Enquanto o Brasil vive a expectativa das delações da Odebrecht, em fase derradeira de revisão pelo Supremo Tribunal Federal, e, portanto, próximas de serem homologadas, nova operação da Lava Jato pode ter aberto outro espaço de investigações, ainda não devidamente mensurado.

Ontem, a Polícia Federal saiu às ruas com um mandado de prisão contra Eike Batista, símbolo, recentemente, do empresário brasileiro bem-sucedido, e, como tal, festejado em todo o mundo. Há algum tempo sabe-se que a história não era tão bonita, assim.

Pois bem. Em 2012, há apenas quatro anos, Eike era incluído entre os sete homens mais ricos do mundo, pela conceituada revista americana Forbes, ocupada com assuntos ligados à economia e aos negócios, e que, de vez em quando, classifica a elite financeira mundial.

Dois anos depois, em 2014, a mesma Forbes registrava a vertiginosa queda do brasileiro, rebaixado numa dimensão inimaginável: dos US$ 30 bilhões de 2012, só lhe restaram US$ 300 milhões, o que tirou o brasileiro da lista dos bilionários internacionais.

Mas, enquanto foi bilionário, Eike participou ativamente das negociatas tão comuns ao mundo político brasileiro, especialmente com o ex-governador do Rio de Janeiro, Sérgio Cabral, hoje, preso na Penitenciária de Bangu.

Foi por essa relação com Cabral que a Polícia Federal esteve em sua casa, ontem, munida de um Mandado de Prisão. Eike somente não foi preso por estar oportunamente viajando a Nova York, passando, ainda no decorrer do dia de ontem, a ser procurado pela Interpol.

Há desconfiança, em meio a pressupostos tão comuns em situações como essa, que não seria somente Sérgio Cabral o beneficiário de Batista. Nem Guido Mantega, a quem denunciou ano passado. Mas, há muito mais gente, e, mais partidos, segundo dizem.

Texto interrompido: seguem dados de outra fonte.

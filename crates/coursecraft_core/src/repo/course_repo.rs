//! Course repository contracts and SQLite implementation.
//!
//! # Responsibility
//! - Provide CRUD APIs over course rows.
//! - Keep title-uniqueness enforcement next to the rows that own it.
//!
//! # Invariants
//! - Course titles are unique across the table; create/rename reject
//!   duplicates before writing.
//! - Deleting a course cascades its units and chapters at the storage layer.

use crate::db::DbError;
use crate::model::course::{Course, CourseId};
use rusqlite::{params, Connection, Row};
use std::error::Error;
use std::fmt::{Display, Formatter};
use uuid::Uuid;

/// Result type used by course repository operations.
pub type CourseRepoResult<T> = Result<T, CourseRepoError>;

/// Errors from course repository operations.
#[derive(Debug)]
pub enum CourseRepoError {
    /// Underlying SQLite/bootstrap error.
    Db(DbError),
    /// Course row does not exist.
    CourseNotFound(CourseId),
    /// Another course already uses this title.
    DuplicateTitle(String),
    /// Persisted data cannot be converted to a valid read model.
    InvalidData(String),
}

impl Display for CourseRepoError {
    fn fmt(&self, f: &mut Formatter<'_>) -> std::fmt::Result {
        match self {
            Self::Db(err) => write!(f, "{err}"),
            Self::CourseNotFound(id) => write!(f, "course not found: {id}"),
            Self::DuplicateTitle(title) => write!(f, "course title already taken: `{title}`"),
            Self::InvalidData(message) => write!(f, "invalid course data: {message}"),
        }
    }
}

impl Error for CourseRepoError {
    fn source(&self) -> Option<&(dyn Error + 'static)> {
        match self {
            Self::Db(err) => Some(err),
            _ => None,
        }
    }
}

impl From<DbError> for CourseRepoError {
    fn from(value: DbError) -> Self {
        Self::Db(value)
    }
}

impl From<rusqlite::Error> for CourseRepoError {
    fn from(value: rusqlite::Error) -> Self {
        Self::Db(DbError::Sqlite(value))
    }
}

/// Repository interface for course CRUD operations.
pub trait CourseRepository {
    /// Creates one course row. Title must not already be taken.
    fn create_course(
        &self,
        title: &str,
        handle: &str,
        excerpt: Option<&str>,
    ) -> CourseRepoResult<Course>;
    /// Loads one course by id.
    fn get_course(&self, course_id: CourseId) -> CourseRepoResult<Option<Course>>;
    /// Returns whether the course row exists.
    fn course_exists(&self, course_id: CourseId) -> CourseRepoResult<bool>;
    /// Renames one course. Title must not be taken by another course.
    fn rename_course(&self, course_id: CourseId, title: &str, handle: &str)
        -> CourseRepoResult<()>;
    /// Deletes one course row; units and chapters cascade.
    fn delete_course(&self, course_id: CourseId) -> CourseRepoResult<()>;
    /// Lists all courses ordered by creation time.
    fn list_courses(&self) -> CourseRepoResult<Vec<Course>>;
}

/// SQLite-backed course repository.
pub struct SqliteCourseRepository<'conn> {
    conn: &'conn Connection,
}

impl<'conn> SqliteCourseRepository<'conn> {
    pub fn new(conn: &'conn Connection) -> Self {
        Self { conn }
    }
}

impl CourseRepository for SqliteCourseRepository<'_> {
    fn create_course(
        &self,
        title: &str,
        handle: &str,
        excerpt: Option<&str>,
    ) -> CourseRepoResult<Course> {
        if title_taken(self.conn, title, None)? {
            return Err(CourseRepoError::DuplicateTitle(title.to_string()));
        }

        let course_id = Uuid::new_v4();
        self.conn.execute(
            "INSERT INTO courses (id, title, handle, excerpt) VALUES (?1, ?2, ?3, ?4);",
            params![course_id.to_string(), title, handle, excerpt],
        )?;

        self.get_course(course_id)?
            .ok_or(CourseRepoError::CourseNotFound(course_id))
    }

    fn get_course(&self, course_id: CourseId) -> CourseRepoResult<Option<Course>> {
        let mut stmt = self.conn.prepare(
            "SELECT id, title, handle, excerpt, published, created_at
             FROM courses
             WHERE id = ?1;",
        )?;
        let mut rows = stmt.query([course_id.to_string()])?;
        if let Some(row) = rows.next()? {
            return Ok(Some(parse_course_row(row)?));
        }
        Ok(None)
    }

    fn course_exists(&self, course_id: CourseId) -> CourseRepoResult<bool> {
        let exists: i64 = self.conn.query_row(
            "SELECT EXISTS(SELECT 1 FROM courses WHERE id = ?1);",
            [course_id.to_string()],
            |row| row.get(0),
        )?;
        Ok(exists == 1)
    }

    fn rename_course(
        &self,
        course_id: CourseId,
        title: &str,
        handle: &str,
    ) -> CourseRepoResult<()> {
        if title_taken(self.conn, title, Some(course_id))? {
            return Err(CourseRepoError::DuplicateTitle(title.to_string()));
        }

        let changed = self.conn.execute(
            "UPDATE courses SET title = ?2, handle = ?3 WHERE id = ?1;",
            params![course_id.to_string(), title, handle],
        )?;
        if changed == 0 {
            return Err(CourseRepoError::CourseNotFound(course_id));
        }
        Ok(())
    }

    fn delete_course(&self, course_id: CourseId) -> CourseRepoResult<()> {
        let changed = self.conn.execute(
            "DELETE FROM courses WHERE id = ?1;",
            [course_id.to_string()],
        )?;
        if changed == 0 {
            return Err(CourseRepoError::CourseNotFound(course_id));
        }
        Ok(())
    }

    fn list_courses(&self) -> CourseRepoResult<Vec<Course>> {
        let mut stmt = self.conn.prepare(
            "SELECT id, title, handle, excerpt, published, created_at
             FROM courses
             ORDER BY created_at ASC, id ASC;",
        )?;
        let mut rows = stmt.query([])?;
        let mut items = Vec::new();
        while let Some(row) = rows.next()? {
            items.push(parse_course_row(row)?);
        }
        Ok(items)
    }
}

fn title_taken(conn: &Connection, title: &str, exclude: Option<CourseId>) -> CourseRepoResult<bool> {
    let exists: i64 = conn.query_row(
        "SELECT EXISTS(
            SELECT 1 FROM courses
            WHERE title = ?1
              AND (?2 IS NULL OR id <> ?2)
        );",
        params![title, exclude.map(|id| id.to_string())],
        |row| row.get(0),
    )?;
    Ok(exists == 1)
}

fn parse_course_row(row: &Row<'_>) -> CourseRepoResult<Course> {
    let id_text: String = row.get("id")?;
    let id = Uuid::parse_str(&id_text)
        .map_err(|_| CourseRepoError::InvalidData(format!("invalid uuid `{id_text}` in courses.id")))?;
    let published = match row.get::<_, i64>("published")? {
        0 => false,
        1 => true,
        other => {
            return Err(CourseRepoError::InvalidData(format!(
                "invalid boolean value `{other}` in courses.published"
            )));
        }
    };

    Ok(Course {
        id,
        title: row.get("title")?,
        handle: row.get("handle")?,
        excerpt: row.get("excerpt")?,
        published,
        created_at: row.get("created_at")?,
    })
}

Quer dizer: se Eike resolver abrir a boca, a famosa lista da Odebrecht, que teria mais de uma centena de beneficiados com o propinoduto institucionalizado pela construtora, pode vir a crescer, de modo desmedido.

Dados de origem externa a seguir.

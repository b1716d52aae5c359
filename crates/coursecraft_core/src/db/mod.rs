//! SQLite storage bootstrap and schema migration entry points.
//!
//! # Responsibility
//! - Open and configure SQLite connections for CourseCraft core.
//! - Apply schema migrations in deterministic order.
//!
//! # Invariants
//! - Migration version is tracked via `PRAGMA user_version`.
//! - Core code must not read/write outline data before migrations succeed.

use std::error::Error;
use std::fmt::{Display, Formatter};

pub mod migrations;
mod open;

pub use open::{open_db, open_db_in_memory};

pub type DbResult<T> = Result<T, DbError>;

#[derive(Debug)]
pub enum DbError {
    Sqlite(rusqlite::Error),
    UnsupportedSchemaVersion {
        db_version: u32,
        latest_supported: u32,
    },
}

impl Display for DbError {
    fn fmt(&self, f: &mut Formatter<'_>) -> std::fmt::Result {
        match self {
            Self::Sqlite(err) => write!(f, "{err}"),
            Self::UnsupportedSchemaVersion {
                db_version,
                latest_supported,
            } => write!(
                f,
                "database schema version {db_version} is newer than supported {latest_supported}"
            ),
        }
    }
}

impl Error for DbError {
    fn source(&self) -> Option<&(dyn Error + 'static)> {
        match self {
            Self::Sqlite(err) => Some(err),
            Self::UnsupportedSchemaVersion { .. } => None,
        }
    }
}

impl From<rusqlite::Error> for DbError {
    fn from(value: rusqlite::Error) -> Self {
        Self::Sqlite(value)
    }
}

E tem mais. Caso o ex-presidente da Câmara dos Deputados, Eduardo Cunha, preso em Curitiba, não enxergar outra saída que não a da delação premiada, para se ver livre da cadeia, aí o mundo desaba, de uma vez, pois, segundo cochicham, o homem saberia demais.

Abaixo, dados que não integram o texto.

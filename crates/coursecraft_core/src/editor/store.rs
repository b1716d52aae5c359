//! In-session outline store.
//!
//! # Responsibility
//! - Hold the authoritative in-session unit/chapter snapshot.
//! - Provide controlled mutation entry points for drags and inline edits.
//!
//! # Invariants
//! - Reorder entry points validate indices before mutating; a rejected
//!   call leaves the snapshot untouched.
//! - A cross-unit chapter move is one unit of work: removal, owner
//!   reassignment and insertion are never observable half-applied.
//! - The store never talks to storage; persistence is explicit and lives
//!   in the session layer.

use crate::editor::reorder::reorder;
use crate::model::course::{Chapter, ChapterId, StoredVideo, Unit, UnitId};
use std::error::Error;
use std::fmt::{Display, Formatter};

/// Errors from outline store mutations.
#[derive(Debug)]
pub enum OutlineStoreError {
    /// Target unit is not part of the snapshot.
    UnitNotFound(UnitId),
    /// Target chapter is not part of the snapshot.
    ChapterNotFound(ChapterId),
    /// A drag index does not fit the addressed list.
    IndexOutOfRange { index: usize, len: usize },
}

impl Display for OutlineStoreError {
    fn fmt(&self, f: &mut Formatter<'_>) -> std::fmt::Result {
        match self {
            Self::UnitNotFound(id) => write!(f, "unit not in outline: {id}"),
            Self::ChapterNotFound(id) => write!(f, "chapter not in outline: {id}"),
            Self::IndexOutOfRange { index, len } => {
                write!(f, "index {index} out of range for list of {len}")
            }
        }
    }
}

impl Error for OutlineStoreError {}

/// Partial unit update merged into the snapshot after an inline edit.
#[derive(Debug, Clone, Default)]
pub struct UnitPatch {
    pub title: Option<String>,
    pub active: Option<bool>,
}

/// Partial chapter update merged into the snapshot after an inline edit.
///
/// Two-level options distinguish "leave unchanged" (`None`) from "clear"
/// (`Some(None)`) for nullable fields.
#[derive(Debug, Clone, Default)]
pub struct ChapterPatch {
    pub title: Option<String>,
    pub handle: Option<String>,
    pub summary: Option<Option<String>>,
    pub video: Option<Option<StoredVideo>>,
    pub length: Option<f64>,
    pub active: Option<bool>,
}

/// Session-scoped owner of the in-memory outline.
#[derive(Debug, Default)]
pub struct OutlineStore {
    units: Vec<Unit>,
}

impl OutlineStore {
    pub fn new() -> Self {
        Self::default()
    }

    /// Replaces the entire snapshot (initial fetch or discard/reload).
    pub fn load(&mut self, units: Vec<Unit>) {
        self.units = units;
    }

    /// Units in their current in-session order.
    pub fn units(&self) -> &[Unit] {
        &self.units
    }

    pub fn unit(&self, unit_id: UnitId) -> Option<&Unit> {
        self.units.iter().find(|unit| unit.id == unit_id)
    }

    pub fn chapter(&self, chapter_id: ChapterId) -> Option<&Chapter> {
        self.units
            .iter()
            .flat_map(|unit| unit.chapters.iter())
            .find(|chapter| chapter.id == chapter_id)
    }

    /// Appends a freshly created unit (no refetch).
    pub fn push_unit(&mut self, unit: Unit) {
        self.units.push(unit);
    }

    /// Shallow-merges a partial update into the matching unit.
    /// Silently does nothing when the unit is not in the snapshot.
    pub fn patch_unit(&mut self, unit_id: UnitId, patch: UnitPatch) {
        let Some(unit) = self.units.iter_mut().find(|unit| unit.id == unit_id) else {
            return;
        };
        if let Some(title) = patch.title {
            unit.title = title;
        }
        if let Some(active) = patch.active {
            unit.active = active;
        }
    }

    /// Filters a unit (and its nested chapters) out of the snapshot.
    pub fn remove_unit(&mut self, unit_id: UnitId) {
        self.units.retain(|unit| unit.id != unit_id);
    }

    /// Appends a freshly created chapter to its owning unit's list.
    pub fn push_chapter(&mut self, chapter: Chapter) -> Result<(), OutlineStoreError> {
        let unit = self
            .units
            .iter_mut()
            .find(|unit| unit.id == chapter.unit_id)
            .ok_or(OutlineStoreError::UnitNotFound(chapter.unit_id))?;
        unit.chapters.push(chapter);
        Ok(())
    }

    /// Shallow-merges a partial update into the matching chapter.
    /// Silently does nothing when the chapter is not in the snapshot.
    pub fn patch_chapter(&mut self, chapter_id: ChapterId, patch: ChapterPatch) {
        let Some(chapter) = self
            .units
            .iter_mut()
            .flat_map(|unit| unit.chapters.iter_mut())
            .find(|chapter| chapter.id == chapter_id)
        else {
            return;
        };
        if let Some(title) = patch.title {
            chapter.title = title;
        }
        if let Some(handle) = patch.handle {
            chapter.handle = handle;
        }
        if let Some(summary) = patch.summary {
            chapter.summary = summary;
        }
        if let Some(video) = patch.video {
            chapter.video = video;
        }
        if let Some(length) = patch.length {
            chapter.length = length;
        }
        if let Some(active) = patch.active {
            chapter.active = active;
        }
    }

    /// Filters a chapter out of whichever unit currently holds it.
    pub fn remove_chapter(&mut self, chapter_id: ChapterId) {
        for unit in &mut self.units {
            unit.chapters.retain(|chapter| chapter.id != chapter_id);
        }
    }

    /// Moves the unit at `from` to `to` within the top-level list.
    pub fn reorder_units(&mut self, from: usize, to: usize) -> Result<(), OutlineStoreError> {
        check_index(from, self.units.len())?;
        check_index(to, self.units.len())?;
        self.units = reorder(&self.units, from, to);
        Ok(())
    }

    /// Moves a chapter between two positions of one unit's list.
    pub fn reorder_chapters_within_unit(
        &mut self,
        unit_id: UnitId,
        from: usize,
        to: usize,
    ) -> Result<(), OutlineStoreError> {
        let unit = self
            .units
            .iter_mut()
            .find(|unit| unit.id == unit_id)
            .ok_or(OutlineStoreError::UnitNotFound(unit_id))?;
        check_index(from, unit.chapters.len())?;
        check_index(to, unit.chapters.len())?;
        unit.chapters = reorder(&unit.chapters, from, to);
        Ok(())
    }

    /// Moves a chapter from `source_unit_id` index `from` into
    /// `dest_unit_id` at index `to`, rewriting the chapter's owner.
    ///
    /// `to` may equal the destination length (append). All lookups and
    /// index checks happen before the first mutation, so a rejected call
    /// leaves both lists untouched.
    pub fn move_chapter_across_units(
        &mut self,
        source_unit_id: UnitId,
        dest_unit_id: UnitId,
        from: usize,
        to: usize,
    ) -> Result<(), OutlineStoreError> {
        if source_unit_id == dest_unit_id {
            return self.reorder_chapters_within_unit(source_unit_id, from, to);
        }

        let source_slot = self
            .unit_slot(source_unit_id)
            .ok_or(OutlineStoreError::UnitNotFound(source_unit_id))?;
        let dest_slot = self
            .unit_slot(dest_unit_id)
            .ok_or(OutlineStoreError::UnitNotFound(dest_unit_id))?;

        check_index(from, self.units[source_slot].chapters.len())?;
        let dest_len = self.units[dest_slot].chapters.len();
        if to > dest_len {
            return Err(OutlineStoreError::IndexOutOfRange {
                index: to,
                len: dest_len,
            });
        }

        let mut chapter = self.units[source_slot].chapters.remove(from);
        chapter.unit_id = dest_unit_id;
        self.units[dest_slot].chapters.insert(to, chapter);
        Ok(())
    }

    fn unit_slot(&self, unit_id: UnitId) -> Option<usize> {
        self.units.iter().position(|unit| unit.id == unit_id)
    }
}

fn check_index(index: usize, len: usize) -> Result<(), OutlineStoreError> {
    if index >= len {
        return Err(OutlineStoreError::IndexOutOfRange { index, len });
    }
    Ok(())
}
//! Dictation Hotkey - press a global hotkey, speak, press again, and the
//! transcription is pasted at your cursor.
//!
//! This library exports core modules for testing and potential future reuse.

/// State machine driving the record/transcribe/paste cycle
pub mod app;
/// Audio capture and WAV handling
pub mod audio;
/// Configuration management
pub mod config;
/// Input handling (hotkeys, clipboard, paste keystroke)
pub mod input;
/// Structured logging setup
pub mod logging;
/// Recording retention and cleanup
pub mod recordings;
/// Whisper transcription engine and model download
pub mod transcription;
/// Tray icon with state feedback
pub mod tray;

Infelizmente, mesmo com todo um quadro, assim, tão terrível, não existe na praça uma proposta realmente profunda e eficaz de reforma política, que, fortalecendo os partidos e a transparência mais absoluta do processo eleitoral, reduza drasticamente as chances de a corrupção na política continuar ocorrendo, no país.